• _Data excerpts_:
■ ■ ■ ■ ■
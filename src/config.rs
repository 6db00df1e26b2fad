//! # Configuration Module
//!
//! Loads [`CorsOptions`] from configuration files and the environment.
//!
//! ## File Formats
//!
//! The format is chosen by extension:
//!
//! | Extension | Parser |
//! |-----------|--------|
//! | `.yaml`, `.yml` | `serde_yaml` |
//! | `.json` | `serde_json` |
//! | `.toml` | `toml` |
//!
//! Every field is optional and defaults to `*`:
//!
//! ```yaml
//! origin: https://app.example.com
//! methods: GET, POST, OPTIONS
//! # headers defaults to "*"
//! ```
//!
//! ## Environment Variables
//!
//! - `ROUTE_CORS_ORIGIN` - `Access-Control-Allow-Origin`
//! - `ROUTE_CORS_METHODS` - `Access-Control-Allow-Methods`
//! - `ROUTE_CORS_HEADERS` - `Access-Control-Allow-Headers`
//!
//! ## Precedence
//!
//! [`resolve_options`] layers sources from lowest to highest priority:
//! defaults, environment, configuration file, explicit overrides.

use std::path::Path;

use serde::Deserialize;
use tracing::debug;

use crate::cors::{env_lookup, CorsConfigError, CorsOptions};

/// Options where every field may be absent
///
/// This is the shape of a configuration file, and of explicit overrides such
/// as CLI flags. Absent fields leave the underlying value untouched.
#[derive(Debug, Clone, Default, PartialEq, Eq, Deserialize)]
#[serde(deny_unknown_fields)]
pub struct PartialOptions {
    pub origin: Option<String>,
    pub methods: Option<String>,
    pub headers: Option<String>,
}

impl PartialOptions {
    /// Layer the present fields over `options`
    #[must_use]
    pub fn apply(&self, mut options: CorsOptions) -> CorsOptions {
        if let Some(origin) = &self.origin {
            options.origin.clone_from(origin);
        }
        if let Some(methods) = &self.methods {
            options.methods.clone_from(methods);
        }
        if let Some(headers) = &self.headers {
            options.headers.clone_from(headers);
        }
        options
    }
}

/// Parse a configuration file's content, picking the parser from `path`'s extension
///
/// # Errors
///
/// [`CorsConfigError::UnsupportedFormat`] for unknown extensions,
/// [`CorsConfigError::Parse`] for malformed content or unknown fields.
pub fn parse_partial(path: &Path, content: &str) -> Result<PartialOptions, CorsConfigError> {
    let extension = path
        .extension()
        .and_then(|e| e.to_str())
        .map(str::to_ascii_lowercase);

    let parse_error = |message: String| CorsConfigError::Parse {
        path: path.to_path_buf(),
        message,
    };

    match extension.as_deref() {
        Some("yaml") | Some("yml") => {
            serde_yaml::from_str(content).map_err(|e| parse_error(e.to_string()))
        }
        Some("json") => serde_json::from_str(content).map_err(|e| parse_error(e.to_string())),
        Some("toml") => toml::from_str(content).map_err(|e| parse_error(e.to_string())),
        _ => Err(CorsConfigError::UnsupportedFormat {
            path: path.to_path_buf(),
        }),
    }
}

/// Parse options from `content`; fields missing from the file default to `*`
///
/// # Errors
///
/// As [`parse_partial`], plus [`CorsConfigError::EmptyValue`] for blank values.
pub fn parse_options(path: &Path, content: &str) -> Result<CorsOptions, CorsConfigError> {
    let options = parse_partial(path, content)?.apply(CorsOptions::default());
    options.validate()?;
    Ok(options)
}

fn read_partial(path: &Path) -> Result<PartialOptions, CorsConfigError> {
    let content = std::fs::read_to_string(path).map_err(|e| CorsConfigError::Io {
        path: path.to_path_buf(),
        message: e.to_string(),
    })?;
    parse_partial(path, &content)
}

/// Read and parse an options file
///
/// # Errors
///
/// [`CorsConfigError::Io`] when the file cannot be read, otherwise as
/// [`parse_options`].
pub fn load_options(path: impl AsRef<Path>) -> Result<CorsOptions, CorsConfigError> {
    let path = path.as_ref();
    let options = read_partial(path)?.apply(CorsOptions::default());
    options.validate()?;
    debug!(path = %path.display(), origin = %options.origin, "Loaded CORS options");
    Ok(options)
}

/// Resolve options from every source: defaults, environment, an optional
/// file, then explicit overrides
///
/// # Errors
///
/// Propagates file errors, and [`CorsConfigError::EmptyValue`] when the
/// resolved options contain a blank value.
pub fn resolve_options(
    file: Option<&Path>,
    overrides: &PartialOptions,
) -> Result<CorsOptions, CorsConfigError> {
    resolve_options_with(env_lookup, file, overrides)
}

/// [`resolve_options`] with the environment read through `lookup`
///
/// # Errors
///
/// As [`resolve_options`].
pub fn resolve_options_with<F>(
    lookup: F,
    file: Option<&Path>,
    overrides: &PartialOptions,
) -> Result<CorsOptions, CorsConfigError>
where
    F: Fn(&str) -> Option<String>,
{
    let mut options = CorsOptions::default().with_overrides(lookup);
    if let Some(path) = file {
        options = read_partial(path)?.apply(options);
        debug!(path = %path.display(), "Applied CORS options file");
    }
    let options = overrides.apply(options);
    options.validate()?;
    Ok(options)
}
use std::hint::black_box;

use criterion::{criterion_group, criterion_main, Criterion};
use http::Method;
use route_cors::cors::{wrap, CorsOptions};
use route_cors::handler::{sync_handler, Handler, HandlerRequest, HandlerResponse};
use route_cors::route::{RouteEntry, RouteTable};

fn ok(status: u16) -> Handler {
    sync_handler(move |_| HandlerResponse::json(status, serde_json::json!({ "ok": true })))
}

fn example_table() -> RouteTable {
    let mut table = RouteTable::new();
    for i in 0..50 {
        table.insert(
            format!("/zoo/animals/{i}"),
            RouteEntry::methods([
                (Method::GET, ok(200)),
                (Method::PUT, ok(200)),
                (Method::DELETE, ok(204)),
                (Method::TRACE, ok(200)),
            ]),
        );
        table.insert(format!("/zoo/handlers/{i}"), ok(200));
        table.insert(
            format!("/zoo/static/{i}"),
            HandlerResponse::empty(204).with_header("cache-control", "no-store"),
        );
    }
    table
}

fn options() -> CorsOptions {
    CorsOptions::default()
        .origin("https://app.example.com")
        .methods("GET, PUT, DELETE")
}

fn bench_wrap(c: &mut Criterion) {
    c.bench_function("wrap_150_paths", |b| {
        b.iter_batched(
            example_table,
            |table| black_box(wrap(table, Some(options()))),
            criterion::BatchSize::SmallInput,
        )
    });
}

fn bench_wrapped_call(c: &mut Criterion) {
    let runtime = tokio::runtime::Builder::new_multi_thread()
        .worker_threads(2)
        .build()
        .expect("failed to build tokio runtime");
    let plain = example_table();
    let wrapped = wrap(example_table(), Some(options()));

    let calls = [
        ("/zoo/animals/7", Method::GET),
        ("/zoo/animals/7", Method::OPTIONS),
        ("/zoo/handlers/7", Method::POST),
        ("/zoo/static/7", Method::GET),
    ];

    for (name, table) in [("call_get_unwrapped", &plain), ("call_get_wrapped", &wrapped)] {
        c.bench_function(name, |b| {
            b.iter(|| {
                runtime.block_on(async {
                    let res = table
                        .call("/zoo/animals/7", HandlerRequest::new(Method::GET, "/zoo/animals/7"))
                        .await;
                    black_box(res)
                })
            })
        });
    }

    c.bench_function("call_wrapped_mixed", |b| {
        b.iter(|| {
            runtime.block_on(async {
                for (path, method) in calls.iter() {
                    let res = wrapped
                        .call(path, HandlerRequest::new(method.clone(), *path))
                        .await;
                    black_box(&res);
                }
            })
        })
    });
}

criterion_group!(benches, bench_wrap, bench_wrapped_call);
criterion_main!(benches);
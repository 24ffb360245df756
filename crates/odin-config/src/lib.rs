//! Configuration for the Odin master binary.
//!
//! TOML file + `ODIN_` environment overrides, layered with figment, and
//! translation to `odin_core::MasterConfig`. Also parses the static list
//! of pre-authorized clients loaded before any agent traffic.

mod auth;

use std::net::SocketAddr;
use std::path::{Path, PathBuf};
use std::time::Duration;

use directories::ProjectDirs;
use figment::{
    Figment,
    providers::{Env, Format, Serialized, Toml},
};
use serde::{Deserialize, Serialize};
use thiserror::Error;

use odin_core::{LvapConfig, MacAddress, MasterConfig, MobilityConfig};

pub use auth::{load_authorization_file, parse_authorization};

// ── Error ───────────────────────────────────────────────────────────

#[derive(Debug, Error)]
pub enum ConfigError {
    #[error("invalid {field}: {reason}")]
    Validation { field: String, reason: String },

    #[error("{path}:{line}: {reason}")]
    AuthorizationLine {
        path: String,
        line: usize,
        reason: String,
    },

    #[error("failed to serialize config: {0}")]
    Serialization(#[from] toml::ser::Error),

    #[error("config loading failed: {0}")]
    Figment(Box<figment::Error>),

    #[error("IO error: {0}")]
    Io(#[from] std::io::Error),
}

impl From<figment::Error> for ConfigError {
    fn from(err: figment::Error) -> Self {
        Self::Figment(Box::new(err))
    }
}

// ── TOML config structs ─────────────────────────────────────────────

/// Top-level TOML configuration.
#[derive(Debug, Clone, Default, PartialEq, Deserialize, Serialize)]
pub struct Config {
    #[serde(default)]
    pub master: MasterSection,

    #[serde(default)]
    pub lvap: LvapSection,

    #[serde(default)]
    pub mobility: MobilitySection,
}

#[derive(Debug, Clone, PartialEq, Deserialize, Serialize)]
pub struct MasterSection {
    /// UDP address agents send ping/probe/publish datagrams to.
    #[serde(default = "default_listen")]
    pub listen: SocketAddr,

    /// TCP port of each agent's control socket.
    #[serde(default = "default_control_port")]
    pub control_port: u16,

    /// Pre-authorized client list. A missing file is not an error.
    #[serde(default = "default_auth_file")]
    pub auth_file: PathBuf,

    #[serde(default = "default_worker_pool_size")]
    pub worker_pool_size: usize,

    /// Seconds of silence after which an agent is dropped.
    #[serde(default = "default_agent_timeout")]
    pub agent_timeout_secs: u64,

    /// How often the stale agent reaper runs.
    #[serde(default = "default_reap_interval")]
    pub reap_interval_secs: u64,
}

impl Default for MasterSection {
    fn default() -> Self {
        Self {
            listen: default_listen(),
            control_port: default_control_port(),
            auth_file: default_auth_file(),
            worker_pool_size: default_worker_pool_size(),
            agent_timeout_secs: default_agent_timeout(),
            reap_interval_secs: default_reap_interval(),
        }
    }
}

fn default_listen() -> SocketAddr {
    SocketAddr::from(([0, 0, 0, 0], 2819))
}
fn default_control_port() -> u16 {
    6777
}
fn default_auth_file() -> PathBuf {
    PathBuf::from("odin_authorisation")
}
fn default_worker_pool_size() -> usize {
    10
}
fn default_agent_timeout() -> u64 {
    30
}
fn default_reap_interval() -> u64 {
    5
}

#[derive(Debug, Clone, PartialEq, Eq, Deserialize, Serialize)]
pub struct LvapSection {
    #[serde(default = "default_ssid")]
    pub ssid: String,

    /// First three octets of generated BSSIDs, e.g. "00:1b:b3".
    #[serde(default = "default_bssid_prefix")]
    pub bssid_prefix: String,
}

impl Default for LvapSection {
    fn default() -> Self {
        Self {
            ssid: default_ssid(),
            bssid_prefix: default_bssid_prefix(),
        }
    }
}

fn default_ssid() -> String {
    "odin".into()
}
fn default_bssid_prefix() -> String {
    "00:1b:b3".into()
}

#[derive(Debug, Clone, PartialEq, Deserialize, Serialize)]
pub struct MobilitySection {
    #[serde(default = "default_hysteresis")]
    pub hysteresis_ms: u64,

    #[serde(default = "default_idle_client")]
    pub idle_client_ms: u64,

    #[serde(default = "default_signal_threshold")]
    pub signal_strength_threshold: i64,

    #[serde(default = "default_subscription_threshold")]
    pub subscription_threshold: f64,
}

impl Default for MobilitySection {
    fn default() -> Self {
        Self {
            hysteresis_ms: default_hysteresis(),
            idle_client_ms: default_idle_client(),
            signal_strength_threshold: default_signal_threshold(),
            subscription_threshold: default_subscription_threshold(),
        }
    }
}

fn default_hysteresis() -> u64 {
    2000
}
fn default_idle_client() -> u64 {
    6000
}
fn default_signal_threshold() -> i64 {
    27
}
fn default_subscription_threshold() -> f64 {
    160.0
}

// ── Config file path ────────────────────────────────────────────────

/// Resolve the config file path via XDG / platform conventions.
pub fn config_path() -> PathBuf {
    ProjectDirs::from("org", "odin", "odin-master").map_or_else(
        || PathBuf::from("odin-master.toml"),
        |dirs| dirs.config_dir().join("config.toml"),
    )
}

// ── Config loading ──────────────────────────────────────────────────

/// Load the full Config from defaults, the TOML file at `path` (or the
/// platform config path), then the environment.
///
/// Environment keys use a double underscore between section and field:
/// `ODIN_MASTER__CONTROL_PORT=7000`.
pub fn load_config(path: Option<&Path>) -> Result<Config, ConfigError> {
    let path = path.map_or_else(config_path, Path::to_path_buf);

    let figment = Figment::new()
        .merge(Serialized::defaults(Config::default()))
        .merge(Toml::file(&path))
        .merge(Env::prefixed("ODIN_").split("__"));

    let config: Config = figment.extract()?;
    Ok(config)
}

/// Render a config as TOML, e.g. to print the effective settings.
pub fn render_config(cfg: &Config) -> Result<String, ConfigError> {
    Ok(toml::to_string_pretty(cfg)?)
}

// ── Translation ─────────────────────────────────────────────────────

impl Config {
    /// Build the core's runtime configuration, validating what TOML
    /// cannot express.
    pub fn to_master_config(&self) -> Result<MasterConfig, ConfigError> {
        if self.master.worker_pool_size == 0 {
            return Err(ConfigError::Validation {
                field: "master.worker_pool_size".into(),
                reason: "must be at least 1".into(),
            });
        }

        Ok(MasterConfig {
            worker_pool_size: self.master.worker_pool_size,
            agent_timeout: Duration::from_secs(self.master.agent_timeout_secs),
            lvap: LvapConfig {
                ssid: self.lvap.ssid.clone(),
                bssid_prefix: parse_bssid_prefix(&self.lvap.bssid_prefix)?,
            },
            mobility: MobilityConfig {
                hysteresis: Duration::from_millis(self.mobility.hysteresis_ms),
                idle_client: Duration::from_millis(self.mobility.idle_client_ms),
                signal_strength_threshold: self.mobility.signal_strength_threshold,
                subscription_threshold: self.mobility.subscription_threshold,
            },
        })
    }
}

fn parse_bssid_prefix(prefix: &str) -> Result<[u8; 3], ConfigError> {
    let invalid = || ConfigError::Validation {
        field: "lvap.bssid_prefix".into(),
        reason: format!("expected three hex octets like 00:1b:b3, got '{prefix}'"),
    };

    // Pad to a full address so MacAddress does the hex parsing.
    let mac: MacAddress = format!("{prefix}:00:00:00")
        .parse()
        .map_err(|_| invalid())?;
    let [a, b, c, ..] = mac.octets();
    Ok([a, b, c])
}
// ── Agent registry ──
//
// Liveness and identity of every physical agent the master has heard
// from. Entries are created by pings and removed when the transport
// reports the agent gone (or the reaper finds it silent too long).

use std::collections::HashMap;
use std::net::IpAddr;
use std::sync::Arc;
use std::time::Duration;

use chrono::{DateTime, Utc};
use tracing::{debug, info};

use super::collection::Collection;
use crate::link::AgentConnector;
use crate::model::Agent;

/// Registry of tracked agents keyed by network address.
pub struct AgentRegistry {
    agents: Collection<IpAddr, Agent>,
    connector: Arc<dyn AgentConnector>,
}

impl AgentRegistry {
    pub fn new(connector: Arc<dyn AgentConnector>) -> Self {
        Self {
            agents: Collection::new(),
            connector,
        }
    }

    /// Record a ping from `address`.
    ///
    /// Returns `true` when the agent was not tracked before this ping (first
    /// contact, or first contact since it was removed), in which case the
    /// caller should push the current subscription list to it.
    pub fn on_ping(&self, address: IpAddr, now: DateTime<Utc>) -> bool {
        let (agent, is_new) = self.agents.get_or_insert_with(address, || {
            Agent::new(address, self.connector.connect(address), now)
        });

        if is_new {
            info!(agent = %address, "tracking new agent");
        } else {
            agent.touch(now);
        }
        is_new
    }

    /// Refresh liveness for an already-tracked agent. Returns whether it is tracked.
    pub fn touch(&self, address: IpAddr, now: DateTime<Utc>) -> bool {
        match self.agents.get(&address) {
            Some(agent) => {
                agent.touch(now);
                true
            }
            None => false,
        }
    }

    pub fn get(&self, address: IpAddr) -> Option<Arc<Agent>> {
        self.agents.get(&address)
    }

    /// Point-in-time copy of all tracked agents.
    pub fn all(&self) -> HashMap<IpAddr, Arc<Agent>> {
        self.agents.snapshot()
    }

    pub fn is_tracked(&self, address: IpAddr) -> bool {
        self.agents.contains(&address)
    }

    /// Stop tracking an agent. Idempotent.
    pub fn remove(&self, address: IpAddr) -> Option<Arc<Agent>> {
        let removed = self.agents.remove(&address);
        if removed.is_some() {
            info!(agent = %address, "agent removed");
        } else {
            debug!(agent = %address, "remove for untracked agent ignored");
        }
        removed
    }

    /// Agents not heard from for longer than `timeout` as of `now`.
    pub fn stale(&self, now: DateTime<Utc>, timeout: Duration) -> Vec<Arc<Agent>> {
        self.agents
            .filter(|agent| (now - agent.last_seen()).to_std().unwrap_or_default() > timeout)
    }

    pub fn len(&self) -> usize {
        self.agents.len()
    }

    pub fn is_empty(&self) -> bool {
        self.len() == 0
    }
}

#[cfg(test)]
#[allow(clippy::unwrap_used)]
mod tests {
    use super::*;
    use crate::link::AgentHandle;
    use crate::testing::{RecordingLink, at};
    use std::sync::atomic::{AtomicUsize, Ordering};

    fn registry(connects: Arc<AtomicUsize>) -> AgentRegistry {
        AgentRegistry::new(Arc::new(move |_addr: IpAddr| -> Arc<dyn AgentHandle> {
            connects.fetch_add(1, Ordering::SeqCst);
            Arc::new(RecordingLink::default())
        }))
    }

    #[test]
    fn first_ping_is_new_then_refreshes() {
        let connects = Arc::new(AtomicUsize::new(0));
        let reg = registry(Arc::clone(&connects));
        let addr: IpAddr = "10.0.0.1".parse().unwrap();

        assert!(reg.on_ping(addr, at(1_000)));
        assert!(!reg.on_ping(addr, at(2_000)));
        assert_eq!(connects.load(Ordering::SeqCst), 1);
        assert_eq!(reg.get(addr).unwrap().last_seen(), at(2_000));
    }

    #[test]
    fn ping_after_removal_is_new_again() {
        let reg = registry(Arc::new(AtomicUsize::new(0)));
        let addr: IpAddr = "10.0.0.1".parse().unwrap();

        assert!(reg.on_ping(addr, at(0)));
        assert!(reg.remove(addr).is_some());
        assert!(reg.remove(addr).is_none());
        assert!(!reg.is_tracked(addr));
        assert!(reg.on_ping(addr, at(10)));
    }

    #[test]
    fn touch_ignores_untracked_agents() {
        let reg = registry(Arc::new(AtomicUsize::new(0)));
        let addr: IpAddr = "10.0.0.9".parse().unwrap();
        assert!(!reg.touch(addr, at(5)));
        assert!(reg.is_empty());
    }

    #[test]
    fn stale_lists_only_silent_agents() {
        let reg = registry(Arc::new(AtomicUsize::new(0)));
        let quiet: IpAddr = "10.0.0.1".parse().unwrap();
        let chatty: IpAddr = "10.0.0.2".parse().unwrap();
        reg.on_ping(quiet, at(0));
        reg.on_ping(chatty, at(0));
        reg.touch(chatty, at(9_000));

        let stale = reg.stale(at(10_000), Duration::from_secs(5));
        assert_eq!(stale.len(), 1);
        assert_eq!(stale[0].address(), quiet);
    }
}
■ ■ ■ ■ ■
Note how many lines in the data above contain "into", then state that number alone.

5